What to produce
Report how many lines in the records that follow have the word "never" in them, giving the number and nothing more.

Supplied data
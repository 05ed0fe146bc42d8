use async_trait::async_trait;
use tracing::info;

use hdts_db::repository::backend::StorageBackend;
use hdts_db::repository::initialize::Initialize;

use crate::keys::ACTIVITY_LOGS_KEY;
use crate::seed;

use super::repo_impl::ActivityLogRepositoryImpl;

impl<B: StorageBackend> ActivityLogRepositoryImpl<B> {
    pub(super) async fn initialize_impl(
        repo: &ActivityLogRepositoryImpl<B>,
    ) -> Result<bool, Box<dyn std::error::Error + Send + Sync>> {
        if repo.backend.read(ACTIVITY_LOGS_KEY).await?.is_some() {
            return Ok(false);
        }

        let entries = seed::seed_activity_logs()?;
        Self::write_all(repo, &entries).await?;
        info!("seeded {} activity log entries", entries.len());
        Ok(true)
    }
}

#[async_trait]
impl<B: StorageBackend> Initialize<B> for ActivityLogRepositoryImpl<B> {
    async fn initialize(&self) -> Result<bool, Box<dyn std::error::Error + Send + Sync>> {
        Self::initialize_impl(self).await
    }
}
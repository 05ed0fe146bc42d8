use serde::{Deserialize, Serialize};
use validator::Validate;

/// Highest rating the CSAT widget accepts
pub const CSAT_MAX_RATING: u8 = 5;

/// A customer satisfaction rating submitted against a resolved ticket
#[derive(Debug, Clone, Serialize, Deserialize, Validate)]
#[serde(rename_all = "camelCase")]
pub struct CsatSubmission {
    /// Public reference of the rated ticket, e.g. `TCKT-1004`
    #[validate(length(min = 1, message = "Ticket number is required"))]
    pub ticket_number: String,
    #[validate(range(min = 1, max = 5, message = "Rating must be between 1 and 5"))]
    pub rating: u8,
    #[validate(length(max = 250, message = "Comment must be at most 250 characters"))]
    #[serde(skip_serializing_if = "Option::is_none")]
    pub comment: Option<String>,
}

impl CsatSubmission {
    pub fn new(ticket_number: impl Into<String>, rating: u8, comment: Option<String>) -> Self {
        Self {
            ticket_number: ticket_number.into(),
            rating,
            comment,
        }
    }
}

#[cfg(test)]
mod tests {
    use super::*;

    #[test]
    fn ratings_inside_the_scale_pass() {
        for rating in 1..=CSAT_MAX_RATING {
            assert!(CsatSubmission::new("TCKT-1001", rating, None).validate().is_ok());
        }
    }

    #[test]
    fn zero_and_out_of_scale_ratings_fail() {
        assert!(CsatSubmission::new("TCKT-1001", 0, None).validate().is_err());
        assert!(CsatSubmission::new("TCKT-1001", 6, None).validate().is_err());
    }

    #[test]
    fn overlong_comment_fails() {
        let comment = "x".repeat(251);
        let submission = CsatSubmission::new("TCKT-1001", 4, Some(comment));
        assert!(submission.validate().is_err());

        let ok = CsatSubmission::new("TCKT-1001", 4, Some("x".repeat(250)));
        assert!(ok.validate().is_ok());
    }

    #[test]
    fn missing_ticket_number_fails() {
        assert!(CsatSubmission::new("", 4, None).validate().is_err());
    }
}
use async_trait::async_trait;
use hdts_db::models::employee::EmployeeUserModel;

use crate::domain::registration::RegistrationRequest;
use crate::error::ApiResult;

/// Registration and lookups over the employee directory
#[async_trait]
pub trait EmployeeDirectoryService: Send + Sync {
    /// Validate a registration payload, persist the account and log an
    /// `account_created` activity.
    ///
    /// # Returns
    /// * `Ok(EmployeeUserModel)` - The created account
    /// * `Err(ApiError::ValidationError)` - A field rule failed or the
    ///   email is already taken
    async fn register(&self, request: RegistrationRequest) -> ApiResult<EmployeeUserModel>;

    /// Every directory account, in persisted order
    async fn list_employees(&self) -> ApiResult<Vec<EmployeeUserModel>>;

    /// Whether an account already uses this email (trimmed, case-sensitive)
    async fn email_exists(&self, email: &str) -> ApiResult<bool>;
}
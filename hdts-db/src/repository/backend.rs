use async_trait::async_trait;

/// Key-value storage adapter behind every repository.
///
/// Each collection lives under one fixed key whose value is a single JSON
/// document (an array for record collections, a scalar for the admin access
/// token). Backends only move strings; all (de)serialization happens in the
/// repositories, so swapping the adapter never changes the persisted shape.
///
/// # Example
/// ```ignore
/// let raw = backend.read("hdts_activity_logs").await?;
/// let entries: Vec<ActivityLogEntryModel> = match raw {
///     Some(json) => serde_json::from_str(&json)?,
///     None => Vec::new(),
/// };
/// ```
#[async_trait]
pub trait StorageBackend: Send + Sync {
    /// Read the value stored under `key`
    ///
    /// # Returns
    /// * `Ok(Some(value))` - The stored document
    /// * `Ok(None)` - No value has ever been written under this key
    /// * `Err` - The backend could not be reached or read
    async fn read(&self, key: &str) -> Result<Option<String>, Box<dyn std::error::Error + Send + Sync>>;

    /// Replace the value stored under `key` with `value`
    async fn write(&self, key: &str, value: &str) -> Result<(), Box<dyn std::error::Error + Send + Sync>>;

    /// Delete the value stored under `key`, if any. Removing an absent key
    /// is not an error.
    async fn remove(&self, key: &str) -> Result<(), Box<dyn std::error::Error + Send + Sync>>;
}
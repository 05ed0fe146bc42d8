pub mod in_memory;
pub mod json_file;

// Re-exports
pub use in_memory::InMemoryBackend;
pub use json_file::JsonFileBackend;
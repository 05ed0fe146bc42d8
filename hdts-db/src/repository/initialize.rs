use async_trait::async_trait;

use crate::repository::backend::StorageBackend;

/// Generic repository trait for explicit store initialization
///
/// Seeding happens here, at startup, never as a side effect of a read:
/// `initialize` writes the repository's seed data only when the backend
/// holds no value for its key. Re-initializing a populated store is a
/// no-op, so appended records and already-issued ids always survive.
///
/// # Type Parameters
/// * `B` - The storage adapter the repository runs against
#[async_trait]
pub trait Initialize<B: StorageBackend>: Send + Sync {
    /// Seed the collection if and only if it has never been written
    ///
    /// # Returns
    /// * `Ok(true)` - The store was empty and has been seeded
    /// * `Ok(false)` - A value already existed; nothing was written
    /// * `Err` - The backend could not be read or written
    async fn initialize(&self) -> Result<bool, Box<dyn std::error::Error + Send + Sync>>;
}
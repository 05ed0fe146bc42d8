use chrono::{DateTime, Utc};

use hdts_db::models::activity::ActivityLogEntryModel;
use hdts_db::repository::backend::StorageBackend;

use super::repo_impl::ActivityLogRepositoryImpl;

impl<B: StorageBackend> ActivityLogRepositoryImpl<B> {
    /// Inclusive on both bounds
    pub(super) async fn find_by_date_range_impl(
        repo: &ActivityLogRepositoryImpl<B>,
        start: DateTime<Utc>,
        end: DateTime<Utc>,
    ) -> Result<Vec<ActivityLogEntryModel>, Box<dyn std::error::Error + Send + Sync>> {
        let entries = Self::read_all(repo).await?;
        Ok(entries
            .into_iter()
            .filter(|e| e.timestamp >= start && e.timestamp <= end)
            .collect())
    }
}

* * *

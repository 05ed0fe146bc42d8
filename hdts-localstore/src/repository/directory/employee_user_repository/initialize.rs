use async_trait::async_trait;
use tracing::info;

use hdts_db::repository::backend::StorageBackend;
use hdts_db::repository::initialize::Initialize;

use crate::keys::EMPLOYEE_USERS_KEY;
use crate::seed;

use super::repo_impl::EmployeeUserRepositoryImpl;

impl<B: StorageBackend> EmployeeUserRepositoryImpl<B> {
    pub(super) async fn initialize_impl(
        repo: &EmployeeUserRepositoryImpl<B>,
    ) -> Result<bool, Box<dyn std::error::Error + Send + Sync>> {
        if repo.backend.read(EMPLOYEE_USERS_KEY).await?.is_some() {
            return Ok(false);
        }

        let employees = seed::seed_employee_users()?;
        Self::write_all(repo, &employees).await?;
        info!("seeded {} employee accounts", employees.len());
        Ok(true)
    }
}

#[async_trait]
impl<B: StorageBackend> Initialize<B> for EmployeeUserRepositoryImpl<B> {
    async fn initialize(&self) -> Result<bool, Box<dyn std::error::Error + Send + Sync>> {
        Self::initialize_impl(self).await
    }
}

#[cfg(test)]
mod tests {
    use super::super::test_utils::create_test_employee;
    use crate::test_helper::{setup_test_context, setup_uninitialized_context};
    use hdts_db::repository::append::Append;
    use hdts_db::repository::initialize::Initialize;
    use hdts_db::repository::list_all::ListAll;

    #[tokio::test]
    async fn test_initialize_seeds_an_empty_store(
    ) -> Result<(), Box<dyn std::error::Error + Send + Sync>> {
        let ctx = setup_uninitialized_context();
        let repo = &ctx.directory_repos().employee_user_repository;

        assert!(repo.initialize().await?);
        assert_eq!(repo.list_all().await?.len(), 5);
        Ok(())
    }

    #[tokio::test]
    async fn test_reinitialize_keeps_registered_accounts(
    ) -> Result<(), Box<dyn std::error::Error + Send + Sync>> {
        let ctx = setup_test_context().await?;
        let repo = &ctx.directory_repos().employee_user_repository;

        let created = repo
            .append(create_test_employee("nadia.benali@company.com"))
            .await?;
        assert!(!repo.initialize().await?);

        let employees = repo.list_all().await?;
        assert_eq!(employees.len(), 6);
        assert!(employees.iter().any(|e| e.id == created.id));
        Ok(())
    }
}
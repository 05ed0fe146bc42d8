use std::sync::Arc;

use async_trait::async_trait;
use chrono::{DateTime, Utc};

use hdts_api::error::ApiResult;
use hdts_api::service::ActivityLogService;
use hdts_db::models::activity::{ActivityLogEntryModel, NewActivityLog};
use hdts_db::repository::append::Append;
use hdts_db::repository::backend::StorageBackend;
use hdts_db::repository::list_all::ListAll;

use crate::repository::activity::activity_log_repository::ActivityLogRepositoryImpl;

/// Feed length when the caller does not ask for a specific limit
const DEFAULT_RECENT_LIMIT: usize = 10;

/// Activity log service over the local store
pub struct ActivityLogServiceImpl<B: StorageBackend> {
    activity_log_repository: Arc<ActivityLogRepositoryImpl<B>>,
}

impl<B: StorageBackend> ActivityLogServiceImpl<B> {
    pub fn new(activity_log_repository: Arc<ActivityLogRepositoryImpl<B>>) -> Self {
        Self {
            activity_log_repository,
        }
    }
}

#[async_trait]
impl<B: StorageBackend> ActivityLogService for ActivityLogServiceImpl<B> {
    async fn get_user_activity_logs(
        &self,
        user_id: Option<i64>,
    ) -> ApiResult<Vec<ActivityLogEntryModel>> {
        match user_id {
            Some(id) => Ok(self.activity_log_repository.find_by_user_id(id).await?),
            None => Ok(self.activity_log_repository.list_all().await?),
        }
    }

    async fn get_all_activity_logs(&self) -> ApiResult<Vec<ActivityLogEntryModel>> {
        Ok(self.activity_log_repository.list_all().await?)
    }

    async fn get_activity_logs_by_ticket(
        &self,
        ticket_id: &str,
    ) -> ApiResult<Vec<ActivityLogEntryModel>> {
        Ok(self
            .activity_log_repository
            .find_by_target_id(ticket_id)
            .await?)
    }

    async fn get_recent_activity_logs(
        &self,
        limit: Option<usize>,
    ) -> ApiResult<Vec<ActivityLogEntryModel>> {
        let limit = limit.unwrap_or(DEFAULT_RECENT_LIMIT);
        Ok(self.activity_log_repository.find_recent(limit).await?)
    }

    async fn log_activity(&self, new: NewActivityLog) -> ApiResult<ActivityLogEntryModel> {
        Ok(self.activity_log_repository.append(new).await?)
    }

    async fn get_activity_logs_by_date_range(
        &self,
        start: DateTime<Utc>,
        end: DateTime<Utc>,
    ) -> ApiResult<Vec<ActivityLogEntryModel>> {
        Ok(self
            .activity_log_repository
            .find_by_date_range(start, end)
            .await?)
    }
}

Solution to this task
3